PADRÃO ALEMÃO DE QUALIDADE E CRÍTICA| LITERATURA

A Menina Sem Qualidades
A Menina Sem Qualidades

A literatura alemã deu dois tiros certeiros de crítica social nos últimos anos. Um deles mais denso, de escrita elaborada e repleto de conceitos e reflexões filosóficas, mas sem perder a boa fisgada ao leitor, é o romance de Juli Zeh A menina sem qualidades. As relações entre os alunos de uma escola, os professores e tudo o que envolve a dinâmica escolar é painel para um jogo que transcende o palco: vai ao mundo da vida, ao Lebenswelt e ao Dasein, conceitos que remetem a Husserl e Heidegger para mostrar que a experiência de vida, a historicidade, requer que o indivíduo se suje de mundo, como dizia um professor.

A jovem Ada traz em suas ações e seus pensamentos o existencialismo intercalado de niilismo capaz de isolá-la, por opção dela e alheia, na multidão dos corredores e salas de aula. Alev, nômade de escolas e países, vê na pequena uma peça para seu xadrez, talvez a rainha. O jogo que eles se propõem vai além do tabuleiro tradicional, como a fábula de Zeh brinca com o leitor desde o primeiro capítulo, quando o narrador já se mostra humilde em sua função, pela incapacidade de contar tudo, pois chegou mais tarde na história. Confuso? Complexo.

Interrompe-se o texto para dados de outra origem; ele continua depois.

/// Counts tokens in rendered text.
///
/// Implemented for any `Fn(&str) -> usize`, so a model-specific tokenizer can
/// be injected as a closure.
///
/// # Examples
///
/// ```
/// use ctxmap_engine::tokens::{CharEstimate, TokenCounter};
///
/// let words = |text: &str| text.split_whitespace().count();
/// assert_eq!(words.count_tokens("fn main() {}"), 3);
/// assert_eq!(CharEstimate.count_tokens("abcdefgh"), 2);
/// ```
pub trait TokenCounter {
    fn count_tokens(&self, text: &str) -> usize;
}

impl<F> TokenCounter for F
where
    F: Fn(&str) -> usize,
{
    fn count_tokens(&self, text: &str) -> usize {
        self(text)
    }
}

/// Roughly four characters per token, rounded up.
#[derive(Debug, Clone, Copy, Default)]
pub struct CharEstimate;

impl TokenCounter for CharEstimate {
    fn count_tokens(&self, text: &str) -> usize {
        text.chars().count().div_ceil(4)
    }
}

/// Texts shorter than this many bytes are always counted in full.
const SAMPLE_THRESHOLD: usize = 200;

/// Approximate number of lines sampled from long texts.
const SAMPLE_LINES: usize = 100;

/// Wraps an expensive counter, estimating long texts from a line sample.
///
/// Every `max(1, lines / 100)`-th line is counted and the result is scaled by
/// the ratio of total length to sample length.
///
/// # Examples
///
/// ```
/// use ctxmap_engine::tokens::{CharEstimate, Sampled, TokenCounter};
///
/// let sampled = Sampled::new(CharEstimate);
/// assert_eq!(sampled.count_tokens("short"), 2);
/// ```
#[derive(Debug, Clone, Copy, Default)]
pub struct Sampled<C> {
    inner: C,
}

impl<C: TokenCounter> Sampled<C> {
    pub fn new(inner: C) -> Self {
        Self { inner }
    }
}

impl<C: TokenCounter> TokenCounter for Sampled<C> {
    fn count_tokens(&self, text: &str) -> usize {
        if text.len() < SAMPLE_THRESHOLD {
            return self.inner.count_tokens(text);
        }

        let lines: Vec<&str> = text.split_inclusive('\n').collect();
        let step = (lines.len() / SAMPLE_LINES).max(1);
        let sample: String = lines.iter().step_by(step).copied().collect();
        if sample.is_empty() {
            return self.inner.count_tokens(text);
        }

        let sample_tokens = self.inner.count_tokens(&sample) as f64;
        (sample_tokens / sample.len() as f64 * text.len() as f64) as usize
    }
}
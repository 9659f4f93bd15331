use std::collections::{BTreeMap, BTreeSet};
use std::fmt;
use std::path::{Component, Path, PathBuf};

use ctxmap_core::{MapError, MapSection};
use serde::Serialize;

use crate::language::LanguageRegistry;

/// Number of bytes to check for binary detection.
const BINARY_CHECK_SIZE: usize = 8192;

/// Path components excluded from every walk.
pub const DEFAULT_EXCLUDES: &[&str] = &[
    // version control
    ".git",
    ".svn",
    ".hg",
    // dependencies
    "node_modules",
    "vendor",
    "bower_components",
    ".bundle",
    // python
    "__pycache__",
    ".pytest_cache",
    ".mypy_cache",
    ".tox",
    ".nox",
    ".eggs",
    "*.egg-info",
    ".venv",
    ".venv*",
    "venv",
    "venv*",
    "env",
    ".env",
    // build output
    "build",
    "dist",
    "target",
    "out",
    "_build",
    // editors
    ".idea",
    ".vscode",
    ".eclipse",
    ".settings",
    // caches and coverage
    ".cache",
    ".tmp",
    "tmp",
    ".temp",
    "coverage",
    ".coverage",
    "htmlcov",
    ".nyc_output",
    ".gradle",
    ".cargo",
];

/// Why a discovered file did not contribute tags.
#[derive(Debug, Clone, Copy, PartialEq, Eq, Hash, Serialize)]
pub enum ExclusionReason {
    #[serde(rename = "unsupported language")]
    UnsupportedLanguage,
    #[serde(rename = "decode error")]
    DecodeError,
    #[serde(rename = "parse error")]
    ParseError,
    #[serde(rename = "file too large")]
    TooLarge,
    #[serde(rename = "read error")]
    Unreadable,
}

impl fmt::Display for ExclusionReason {
    fn fmt(&self, f: &mut fmt::Formatter<'_>) -> fmt::Result {
        let reason = match self {
            ExclusionReason::UnsupportedLanguage => "unsupported language",
            ExclusionReason::DecodeError => "decode error",
            ExclusionReason::ParseError => "parse error",
            ExclusionReason::TooLarge => "file too large",
            ExclusionReason::Unreadable => "read error",
        };
        f.write_str(reason)
    }
}

/// Per-call diagnostics. Observational only.
///
/// # Examples
///
/// ```
/// use ctxmap_engine::walker::{ExclusionReason, FileReport};
///
/// let mut report = FileReport::default();
/// report.exclude("notes.txt", ExclusionReason::UnsupportedLanguage);
/// assert_eq!(report.excluded["notes.txt"].to_string(), "unsupported language");
/// ```
#[derive(Debug, Clone, Default, PartialEq, Eq, Serialize)]
#[serde(rename_all = "camelCase")]
pub struct FileReport {
    /// Relative path to exclusion reason.
    pub excluded: BTreeMap<String, ExclusionReason>,
    pub definition_matches: usize,
    pub reference_matches: usize,
    pub total_files_considered: usize,
}

impl FileReport {
    pub fn exclude(&mut self, rel_fname: &str, reason: ExclusionReason) {
        tracing::debug!(file = rel_fname, %reason, "excluded file");
        self.excluded.insert(rel_fname.to_string(), reason);
    }
}

/// A source file read from disk.
#[derive(Debug, Clone, PartialEq, Eq)]
pub struct SourceFile {
    /// Path relative to the engine root, `/`-separated.
    pub rel_fname: String,
    /// Absolute path.
    pub fname: PathBuf,
    /// Decoded content.
    pub content: String,
}

/// Exclusion patterns matched against every component of a relative path.
///
/// Plain entries match a component exactly; entries containing `*`, `?` or
/// `[` are glob patterns.
///
/// # Examples
///
/// ```
/// use std::path::Path;
/// use ctxmap_engine::walker::ExcludeSet;
///
/// let set = ExcludeSet::new(["tests"]);
/// assert!(set.is_excluded(Path::new("node_modules/lib/index.js")));
/// assert!(set.is_excluded(Path::new("pkg/foo.egg-info/setup.py")));
/// assert!(set.is_excluded(Path::new("tests/test_a.py")));
/// assert!(!set.is_excluded(Path::new("src/app.py")));
/// ```
#[derive(Debug, Clone)]
pub struct ExcludeSet {
    names: BTreeSet<String>,
    patterns: Vec<glob::Pattern>,
}

impl ExcludeSet {
    /// Built-in defaults plus `extra`.
    ///
    /// Invalid glob patterns are logged and ignored.
    pub fn new<I, S>(extra: I) -> Self
    where
        I: IntoIterator<Item = S>,
        S: AsRef<str>,
    {
        let mut names = BTreeSet::new();
        let mut patterns = Vec::new();

        let all = DEFAULT_EXCLUDES
            .iter()
            .map(|s| s.to_string())
            .chain(extra.into_iter().map(|s| s.as_ref().to_string()));

        for entry in all {
            if entry.contains(['*', '?', '[']) {
                match glob::Pattern::new(&entry) {
                    Ok(p) => patterns.push(p),
                    Err(e) => tracing::warn!(pattern = %entry, error = %e, "ignoring invalid exclude pattern"),
                }
            } else {
                names.insert(entry);
            }
        }

        Self { names, patterns }
    }

    /// Whether any component of `rel` matches an exclusion.
    pub fn is_excluded(&self, rel: &Path) -> bool {
        rel.components().any(|c| match c {
            Component::Normal(part) => {
                let part = part.to_string_lossy();
                self.names.contains(part.as_ref())
                    || self.patterns.iter().any(|p| p.matches(&part))
            }
            _ => false,
        })
    }
}

/// Resolve input paths into a sorted, de-duplicated list of candidate files.
///
/// Relative inputs are resolved against `root`; an empty input list means
/// `root` itself. Directories are walked recursively. Hidden files are
/// included; `.gitignore` is honored only when `config.respect_gitignore`
/// is set.
///
/// # Errors
///
/// Returns [`MapError::PathNotFound`] if an input does not exist.
///
/// # Examples
///
/// ```no_run
/// use std::path::{Path, PathBuf};
/// use ctxmap_core::MapSection;
/// use ctxmap_engine::walker::{discover, ExcludeSet};
///
/// let excludes = ExcludeSet::new(Vec::<String>::new());
/// let files = discover(Path::new("."), &[PathBuf::from("src")], &excludes, &MapSection::default()).unwrap();
/// for f in &files {
///     println!("{}", f.display());
/// }
/// ```
pub fn discover(
    root: &Path,
    paths: &[PathBuf],
    excludes: &ExcludeSet,
    config: &MapSection,
) -> Result<Vec<PathBuf>, MapError> {
    let inputs: Vec<PathBuf> = if paths.is_empty() {
        vec![root.to_path_buf()]
    } else {
        paths
            .iter()
            .map(|p| if p.is_absolute() { p.clone() } else { root.join(p) })
            .collect()
    };

    let mut found = BTreeSet::new();

    for input in inputs {
        if input.is_file() {
            let rel = input
                .strip_prefix(root)
                .ok()
                .or_else(|| input.file_name().map(Path::new))
                .unwrap_or(input.as_path());
            if !excludes.is_excluded(rel) {
                found.insert(input);
            }
            continue;
        }
        if !input.is_dir() {
            return Err(MapError::PathNotFound(input));
        }

        let filter_root = root.to_path_buf();
        let filter_input = input.clone();
        let filter_excludes = excludes.clone();
        let walker = ignore::WalkBuilder::new(&input)
            .hidden(false)
            .parents(config.respect_gitignore)
            .ignore(false)
            .git_ignore(config.respect_gitignore)
            .git_global(false)
            .git_exclude(config.respect_gitignore)
            .filter_entry(move |entry| {
                let rel = exclusion_path(&filter_root, &filter_input, entry.path());
                !filter_excludes.is_excluded(rel)
            })
            .build();

        for entry in walker {
            let entry = match entry {
                Ok(e) => e,
                Err(e) => {
                    tracing::debug!(error = %e, "skipping unreadable entry");
                    continue;
                }
            };
            if entry.file_type().is_some_and(|t| t.is_file()) {
                found.insert(entry.into_path());
            }
        }
    }

    tracing::debug!(files = found.len(), "discovered files");
    Ok(found.into_iter().collect())
}

/// Read one discovered file, applying size, binary and encoding checks.
///
/// Extensions with no registered provider are rejected before the file is read.
///
/// # Errors
///
/// Returns the [`ExclusionReason`] to record when the file is skipped.
pub fn load(
    root: &Path,
    path: &Path,
    registry: &LanguageRegistry,
    config: &MapSection,
) -> Result<SourceFile, ExclusionReason> {
    let ext = path.extension().and_then(|e| e.to_str()).unwrap_or_default();
    if registry.for_extension(ext).is_none() {
        return Err(ExclusionReason::UnsupportedLanguage);
    }

    let metadata = std::fs::metadata(path).map_err(|_| ExclusionReason::Unreadable)?;
    if metadata.len() > config.max_file_size {
        return Err(ExclusionReason::TooLarge);
    }

    let bytes = std::fs::read(path).map_err(|_| ExclusionReason::Unreadable)?;
    let content = decode(bytes)?;

    Ok(SourceFile {
        rel_fname: rel_path(root, path),
        fname: path.to_path_buf(),
        content,
    })
}

/// Decode file bytes as UTF-8, falling back to Latin-1.
///
/// # Errors
///
/// Returns [`ExclusionReason::DecodeError`] for binary content (a NUL byte
/// within the first 8 KiB).
pub fn decode(bytes: Vec<u8>) -> Result<String, ExclusionReason> {
    let check_len = bytes.len().min(BINARY_CHECK_SIZE);
    if bytes[..check_len].contains(&0) {
        return Err(ExclusionReason::DecodeError);
    }

    match String::from_utf8(bytes) {
        Ok(s) => Ok(s),
        Err(e) => Ok(e.into_bytes().iter().map(|&b| b as char).collect()),
    }
}

/// The part of `path` that exclusions are matched against: relative to
/// `root` when inside it, otherwise relative to the walked `input`.
fn exclusion_path<'a>(root: &Path, input: &Path, path: &'a Path) -> &'a Path {
    path.strip_prefix(root)
        .or_else(|_| path.strip_prefix(input))
        .unwrap_or(path)
}

/// Path of `path` relative to `root` with `/` separators.
///
/// Files outside `root` keep their full path, so two such files never share
/// a key. `.` and `..` components are resolved lexically.
///
/// # Examples
///
/// ```
/// use std::path::Path;
/// use ctxmap_engine::walker::rel_path;
///
/// assert_eq!(rel_path(Path::new("/repo"), Path::new("/repo/src/a.py")), "src/a.py");
/// assert_eq!(rel_path(Path::new("/repo"), Path::new("/repo/src/../b.py")), "b.py");
/// assert_eq!(rel_path(Path::new("/repo"), Path::new("/elsewhere/x/m.py")), "/elsewhere/x/m.py");
/// ```
pub fn rel_path(root: &Path, path: &Path) -> String {
    let rel = path.strip_prefix(root).unwrap_or(path);

    let mut prefix = String::new();
    let mut parts: Vec<String> = Vec::new();
    for component in rel.components() {
        match component {
            Component::Prefix(p) => prefix.push_str(&p.as_os_str().to_string_lossy()),
            Component::RootDir => prefix.push('/'),
            Component::CurDir => {}
            Component::ParentDir => {
                if parts.last().is_some_and(|last| last != "..") {
                    parts.pop();
                } else if prefix.is_empty() {
                    parts.push("..".to_string());
                }
            }
            Component::Normal(part) => parts.push(part.to_string_lossy().into_owned()),
        }
    }

    prefix + &parts.join("/")
}
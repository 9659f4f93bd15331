//! Exact-name symbol lookup over ranked tags.

use std::collections::{BTreeMap, BTreeSet};

use ctxmap_core::NavigationConfig;
use serde::Serialize;

use crate::graph::FileRecord;
use crate::rank::RankedTag;
use crate::render::{render_file, RenderOptions};

const RULE_WIDTH: usize = 40;

/// Where a symbol occurs.
#[derive(Debug, Clone, PartialEq, Eq, Serialize)]
pub struct SymbolLocation {
    pub file: String,
    /// 1-based line number.
    pub line: usize,
    /// The trimmed source line, or empty when snippets are disabled.
    pub snippet: String,
}

/// Definitions and references of one symbol, in rank order.
///
/// # Examples
///
/// ```
/// use ctxmap_engine::navigate::SymbolNavigation;
///
/// let nav = SymbolNavigation::not_found("Ghost", None);
/// assert!(!nav.found());
/// assert_eq!(nav.render(true), "Symbol 'Ghost' not found.");
/// ```
#[derive(Debug, Clone, PartialEq, Serialize)]
#[serde(rename_all = "camelCase")]
pub struct SymbolNavigation {
    pub symbol: String,
    /// Subkind of the first definition in file-then-line order, or `unknown`.
    pub kind: String,
    pub definitions: Vec<SymbolLocation>,
    pub references: Vec<SymbolLocation>,
    pub source_file: Option<String>,
    #[serde(skip)]
    files: BTreeMap<String, FileRecord>,
    #[serde(skip)]
    pads: (usize, usize),
}

impl SymbolNavigation {
    /// An empty result for a symbol with no matches.
    pub fn not_found(symbol: &str, source_file: Option<String>) -> Self {
        let nav = NavigationConfig::default();
        Self {
            symbol: symbol.to_string(),
            kind: "unknown".to_string(),
            definitions: Vec::new(),
            references: Vec::new(),
            source_file,
            files: BTreeMap::new(),
            pads: (nav.definition_pad, nav.reference_pad),
        }
    }

    /// True when at least one definition or reference matched.
    pub fn found(&self) -> bool {
        !self.definitions.is_empty() || !self.references.is_empty()
    }

    /// Render the matches with surrounding source context.
    ///
    /// Definitions are shown with their enclosing scopes; references, when
    /// requested, with a smaller window and no scope headers.
    pub fn render(&self, include_references: bool) -> String {
        if !self.found() {
            return format!("Symbol '{}' not found.", self.symbol);
        }

        let mut parts = vec![
            "Summary".to_string(),
            "=".repeat(RULE_WIDTH),
            String::new(),
            format!("Symbol      : {} ({})", self.symbol, self.kind),
        ];
        if let Some(source) = &self.source_file {
            parts.push(format!("Source file : {source}"));
        }
        parts.push(format!("Definitions : {}", self.definitions.len()));
        if include_references {
            parts.push(format!("References  : {}", self.references.len()));
        }
        parts.push(String::new());

        let (def_pad, ref_pad) = self.pads;
        push_section(
            &mut parts,
            "Definitions",
            group_by_file(&self.definitions),
            &self.files,
            &RenderOptions::definitions(def_pad),
        );
        if include_references && !self.references.is_empty() {
            parts.push(String::new());
            push_section(
                &mut parts,
                "References",
                group_by_file(&self.references),
                &self.files,
                &RenderOptions::references(ref_pad),
            );
        }

        parts.join("\n")
    }
}

/// Navigation results for several symbols from a single pass over the tree.
#[derive(Debug, Clone, PartialEq, Serialize)]
#[serde(rename_all = "camelCase")]
pub struct MultiSymbolNavigation {
    /// One entry per requested symbol, in request order.
    pub symbols: Vec<SymbolNavigation>,
    pub source_file: Option<String>,
    #[serde(skip)]
    files: BTreeMap<String, FileRecord>,
    #[serde(skip)]
    pads: (usize, usize),
}

impl MultiSymbolNavigation {
    pub fn found_symbols(&self) -> Vec<&str> {
        self.symbols
            .iter()
            .filter(|n| n.found())
            .map(|n| n.symbol.as_str())
            .collect()
    }

    pub fn not_found_symbols(&self) -> Vec<&str> {
        self.symbols
            .iter()
            .filter(|n| !n.found())
            .map(|n| n.symbol.as_str())
            .collect()
    }

    pub fn get(&self, symbol: &str) -> Option<&SymbolNavigation> {
        self.symbols.iter().find(|n| n.symbol == symbol)
    }

    pub fn len(&self) -> usize {
        self.symbols.len()
    }

    pub fn is_empty(&self) -> bool {
        self.symbols.is_empty()
    }

    /// Render every found symbol at once, showing each file a single time.
    pub fn render(&self, include_references: bool) -> String {
        let found: Vec<&SymbolNavigation> = self.symbols.iter().filter(|n| n.found()).collect();
        if found.is_empty() {
            let names: Vec<&str> = self.symbols.iter().map(|n| n.symbol.as_str()).collect();
            return format!("No symbols found: {}", names.join(", "));
        }

        let total = self.symbols.len();
        let missing = self.not_found_symbols();
        let mut parts = vec!["Summary".to_string(), "=".repeat(RULE_WIDTH), String::new()];
        if let Some(source) = &self.source_file {
            parts.push(format!("Source file : {source}"));
        }
        parts.push(format!("Symbols found ({}/{total}):", found.len()));
        parts.extend(found.iter().map(|n| format!("  • {} ({})", n.symbol, n.kind)));
        if !missing.is_empty() {
            parts.push(format!("Symbols not found ({}/{total}):", missing.len()));
            parts.extend(missing.iter().map(|s| format!("  • {s}")));
        }
        parts.push(String::new());

        let (def_pad, ref_pad) = self.pads;
        let definitions: Vec<&SymbolLocation> =
            found.iter().copied().flat_map(|n| &n.definitions).collect();
        push_section(
            &mut parts,
            "Definitions",
            group_sorted(&definitions),
            &self.files,
            &RenderOptions::definitions(def_pad),
        );

        if include_references {
            let references: Vec<&SymbolLocation> =
                found.iter().copied().flat_map(|n| &n.references).collect();
            if !references.is_empty() {
                parts.push(String::new());
                push_section(
                    &mut parts,
                    "References",
                    group_sorted(&references),
                    &self.files,
                    &RenderOptions::references(ref_pad),
                );
            }
        }

        parts.join("\n")
    }
}

/// Group locations by file, keeping first-appearance order.
fn group_by_file(locations: &[SymbolLocation]) -> Vec<(String, Vec<usize>)> {
    let mut groups: Vec<(String, Vec<usize>)> = Vec::new();
    for loc in locations {
        match groups.iter_mut().find(|(f, _)| *f == loc.file) {
            Some((_, lines)) => lines.push(loc.line),
            None => groups.push((loc.file.clone(), vec![loc.line])),
        }
    }
    groups
}

/// Group locations by file in path order with unique lines.
fn group_sorted(locations: &[&SymbolLocation]) -> Vec<(String, Vec<usize>)> {
    let mut groups: BTreeMap<String, BTreeSet<usize>> = BTreeMap::new();
    for loc in locations {
        groups.entry(loc.file.clone()).or_default().insert(loc.line);
    }
    groups
        .into_iter()
        .map(|(f, lines)| (f, lines.into_iter().collect()))
        .collect()
}

fn push_section(
    parts: &mut Vec<String>,
    title: &str,
    groups: Vec<(String, Vec<usize>)>,
    files: &BTreeMap<String, FileRecord>,
    opts: &RenderOptions,
) {
    let total: usize = groups.iter().map(|(_, lines)| lines.len()).sum();
    let noun = if groups.len() == 1 { "file" } else { "files" };
    parts.push(format!("{title} ({total} total, {} {noun})", groups.len()));
    parts.push("-".repeat(RULE_WIDTH));

    for (file, lines) in groups {
        let Some(record) = files.get(&file) else {
            continue;
        };
        let rendered = render_file(&record.content, &record.scopes, &lines, opts);
        if !rendered.is_empty() {
            parts.push(format!("{file}:"));
            parts.push(rendered.trim_end_matches('\n').to_string());
        }
    }
}

/// Build navigation results for `symbols` from tags ranked with both kinds.
///
/// Locations keep rank order. `records` supplies snippets and the content
/// kept for rendering.
pub fn navigate(
    symbols: &[String],
    ranked: &[RankedTag],
    records: &[FileRecord],
    source_file: Option<String>,
    config: &NavigationConfig,
) -> MultiSymbolNavigation {
    let by_file: BTreeMap<&str, &FileRecord> =
        records.iter().map(|r| (r.rel_fname.as_str(), r)).collect();
    let pads = (config.definition_pad, config.reference_pad);

    let location = |r: &RankedTag| {
        let tag = &r.tag;
        let snippet = if config.snippets {
            by_file
                .get(tag.rel_fname.as_str())
                .and_then(|r| r.content.lines().nth(tag.line.saturating_sub(1)))
                .map(|l| l.trim().to_string())
                .unwrap_or_default()
        } else {
            String::new()
        };
        SymbolLocation {
            file: tag.rel_fname.clone(),
            line: tag.line,
            snippet,
        }
    };

    let mut all_files: BTreeMap<String, FileRecord> = BTreeMap::new();
    let mut navs = Vec::with_capacity(symbols.len());

    for symbol in symbols {
        let matching: Vec<&RankedTag> = ranked.iter().filter(|r| r.tag.name == *symbol).collect();

        let kind = matching
            .iter()
            .filter(|r| r.tag.is_definition())
            .min_by(|a, b| {
                (&a.tag.rel_fname, a.tag.line).cmp(&(&b.tag.rel_fname, b.tag.line))
            })
            .map(|r| r.tag.subkind.clone())
            .unwrap_or_else(|| "unknown".to_string());

        let (defs, refs): (Vec<&RankedTag>, Vec<&RankedTag>) =
            matching.iter().copied().partition(|r| r.tag.is_definition());

        let mut files = BTreeMap::new();
        for r in &matching {
            if let Some(record) = by_file.get(r.tag.rel_fname.as_str()) {
                files
                    .entry(record.rel_fname.clone())
                    .or_insert_with(|| without_tags(record));
            }
        }
        for (name, record) in &files {
            all_files
                .entry(name.clone())
                .or_insert_with(|| record.clone());
        }

        navs.push(SymbolNavigation {
            symbol: symbol.clone(),
            kind,
            definitions: defs.into_iter().map(&location).collect(),
            references: refs.into_iter().map(&location).collect(),
            source_file: source_file.clone(),
            files,
            pads,
        });
    }

    MultiSymbolNavigation {
        symbols: navs,
        source_file,
        files: all_files,
        pads,
    }
}

/// Copy of a record holding only what rendering needs.
fn without_tags(record: &FileRecord) -> FileRecord {
    FileRecord {
        tags: Vec::new(),
        ..record.clone()
    }
}
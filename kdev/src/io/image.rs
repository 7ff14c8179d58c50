//! Rootfs disk image and firmware store preparation.

use std::fs;
use std::path::Path;
use std::time::Duration;

use anyhow::{Context, Result};
use tracing::{info, instrument};

use crate::core::partition::PartitionPlan;
use crate::core::types::ImageFormat;
use crate::io::process::{ToolInvocation, ToolRunner};

const QEMU_IMG_TIMEOUT: Duration = Duration::from_secs(120);

/// Image size: every partition plus 1 GB of headroom for the partition table
/// and alignment.
pub fn image_size_gb(plan: &PartitionPlan) -> u64 {
    plan.total_size_gb() + 1
}

/// Delete any existing image and create a fresh, empty one.
#[instrument(skip_all, fields(path = %path.display(), format = format.as_str(), size_gb = size_gb))]
pub fn prepare_image<R: ToolRunner>(
    runner: &R,
    path: &Path,
    format: ImageFormat,
    size_gb: u64,
) -> Result<()> {
    if path.exists() {
        info!("removing existing image");
        fs::remove_file(path).with_context(|| format!("remove image {}", path.display()))?;
    }
    if let Some(parent) = path.parent() {
        fs::create_dir_all(parent)
            .with_context(|| format!("create directory {}", parent.display()))?;
    }
    let inv = ToolInvocation::new("qemu-img")
        .args(["create", "-f", format.as_str()])
        .arg(path.display().to_string())
        .arg(format!("{size_gb}G"))
        .timeout(QEMU_IMG_TIMEOUT);
    runner.run(&inv)?;
    info!("image created");
    Ok(())
}

/// Give the new image its own writable copy of the UEFI variable store.
pub fn prepare_firmware_vars(template: &Path, dest: &Path) -> Result<()> {
    if let Some(parent) = dest.parent() {
        fs::create_dir_all(parent)
            .with_context(|| format!("create directory {}", parent.display()))?;
    }
    fs::copy(template, dest).with_context(|| {
        format!(
            "copy UEFI vars {} -> {}",
            template.display(),
            dest.display()
        )
    })?;
    Ok(())
}
//! Operator diagnostics via `tracing`.
//!
//! # Separation of Concerns
//!
//! - **Tracing (this module)**: pipeline progress and failures, filtered by
//!   `RUST_LOG`, written to stderr.
//!
//! - **Console mirror (`io/console`)**: raw installer VM output, copied to
//!   stdout and `.state/qemu.log`. Always written, unaffected by `RUST_LOG`.

use tracing_subscriber::{EnvFilter, fmt, layer::SubscriberExt, util::SubscriberInitExt};

/// Filter used when `RUST_LOG` is unset.
pub const DEFAULT_FILTER: &str = "kdev=info";

/// Initialize the tracing subscriber.
///
/// Reads `RUST_LOG` env var. Defaults to [`DEFAULT_FILTER`] if unset.
/// Output: stderr, compact format.
///
/// # Example
/// ```bash
/// RUST_LOG=kdev=debug kdev run
/// ```
pub fn init() {
    let filter =
        EnvFilter::try_from_default_env().unwrap_or_else(|_| EnvFilter::new(DEFAULT_FILTER));

    tracing_subscriber::registry()
        .with(filter)
        .with(fmt::layer().with_writer(std::io::stderr).compact())
        .init();
}
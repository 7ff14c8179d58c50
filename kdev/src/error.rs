//! Typed failure taxonomy shared by the planner, console, and build pipeline.
//!
//! Orchestration code wraps these in `anyhow` for context; the CLI downcasts
//! back to [`ProvisionError`] to choose an exit code.

use std::io;
use std::path::PathBuf;
use std::time::Duration;

use thiserror::Error;

#[derive(Debug, Error)]
pub enum ProvisionError {
    /// A partition-plan or configuration invariant was violated. Raised before
    /// any side effect.
    #[error("invalid configuration: {0}")]
    Config(String),

    #[error("failed to spawn `{program}`: {source}")]
    Spawn {
        program: String,
        #[source]
        source: io::Error,
    },

    /// Expected console output never arrived.
    #[error("timed out after {timeout:?} waiting for /{pattern}/ (last output: {tail:?})")]
    PatternTimeout {
        pattern: String,
        timeout: Duration,
        tail: String,
    },

    #[error("console closed while waiting for /{pattern}/ (last output: {tail:?})")]
    ConsoleClosed { pattern: String, tail: String },

    #[error("invalid console pattern /{pattern}/: {source}")]
    InvalidPattern {
        pattern: String,
        #[source]
        source: regex::Error,
    },

    /// The persisted build-state record could not be read or written.
    #[error("build state record {} unusable: {reason}", path.display())]
    Persistence { path: PathBuf, reason: String },

    /// An invoked build or version-control tool exited unsuccessfully.
    #[error("`{command}` failed: {status}")]
    ExternalTool { command: String, status: String },

    #[error("artifact {name}: {reason}")]
    Artifact { name: String, reason: String },

    #[error("i/o error: {0}")]
    Io(#[from] io::Error),
}

pub type Result<T, E = ProvisionError> = std::result::Result<T, E>;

Pelas tramas que se apresentam em núcleos de ação como conceitos filosóficos, os capítulos se resolvem como episódios, como ensaios temáticos após os quais pode-se discutir o mundo atual e, sobretudo, as relações humanas. A sociedade se apresenta como o espaço de relações, expectativas e constantes frustrações, com a dureza de palavras e ações intercalada pela beleza de algumas descrições, como da esposa do professor, Branca de Neve nas feições, quase cadáver no gelo não fosse um passeio ao acaso de Ada.

Com humor perverso, os personagens se questionam quanto a seus lugares na sociedade, enquanto máscaras no jogo social e enquanto seres vivos na cadeia alimentar. O mesmo faz o leitor por diversos momentos da trama, que ganhou adaptação para série na MTV brasileira, com exercícios narrativos que buscam gerar o estranhamento causado pela fragmentação da versão literária.

Embora com tema aparentemente mais pesado, Ele está de volta, de Timur Vermes, é um deboche ao alemão dos dias de hoje. Numa aldeia global em que vivemos, o deboche se estende a todos. Hitler acorda em terreno baldio, em Berlim. Ele se lembra de ter mostrado a arma para a mulher e pronto, abriu os olhos em 2011. Não sabe o que ouve nesse intervalo, mas, estudioso, não demora a descobrir. Primeiro, tenta se localizar no tempo e no espaço, depois relaciona-se com as pessoas certas e diz o que precisa para mostrar que Hitler está de volta.

Sem negar sua identidade, o personagem transita pelo showbusiness alemão, ganha programa de TV, visita o partido que ajudou a fundar e faz enormes críticas ao povo e à forma pela qual o país é conduzido. Destrói em discursos as medidas políticas, estranha ações humanas (como as mulheres loucas que recolhem o que seus cães deixam nos gramados dos parques) e entende as consequências tristes da guerra perdida, como a necessidade de reciclar o lixo (se tivessem conquistado a Rússia teriam muita matéria prima).

Narrado pelo próprio, o livro mostra como funciona a cabeça desse Hitler no século XXI, o que não deve ter sido fácil para Vermes, que declarou ter passado meses pensando como Hitler para entender como ele lidaria com a nova sociedade e, principalmente, suas formas de comunicação. O humor, inteligente e repleto de referências, é o que há de melhor. Por vezes, algumas tiradas ficam restridas ao conhecedor da língua e da cultura alemãs, mas a maior parte requer do leitor conhecimento histórico e político da atualidade, além de suas formas de comunicação.

Hitler, amparado por Goebbels, foi exímio comunicador e isso não muda. Ele aprende a usar as novas mídias, mesmo que tropece ao usar alguns aparatos, como o celular. Retórico de marca maior, não precisa mentir para mostrar ao mundo o que pensa, e muitas vezes é entendido de maneira equivocada porque o interlocutor não o leva a sério. A brincadeira de Vermes é um alerta para que se pense o mundo de hoje, pois o que o personagem mostra é, principalmente, o quão alienado está o falante de hoje, muitas vezes inabilitado para ouvir.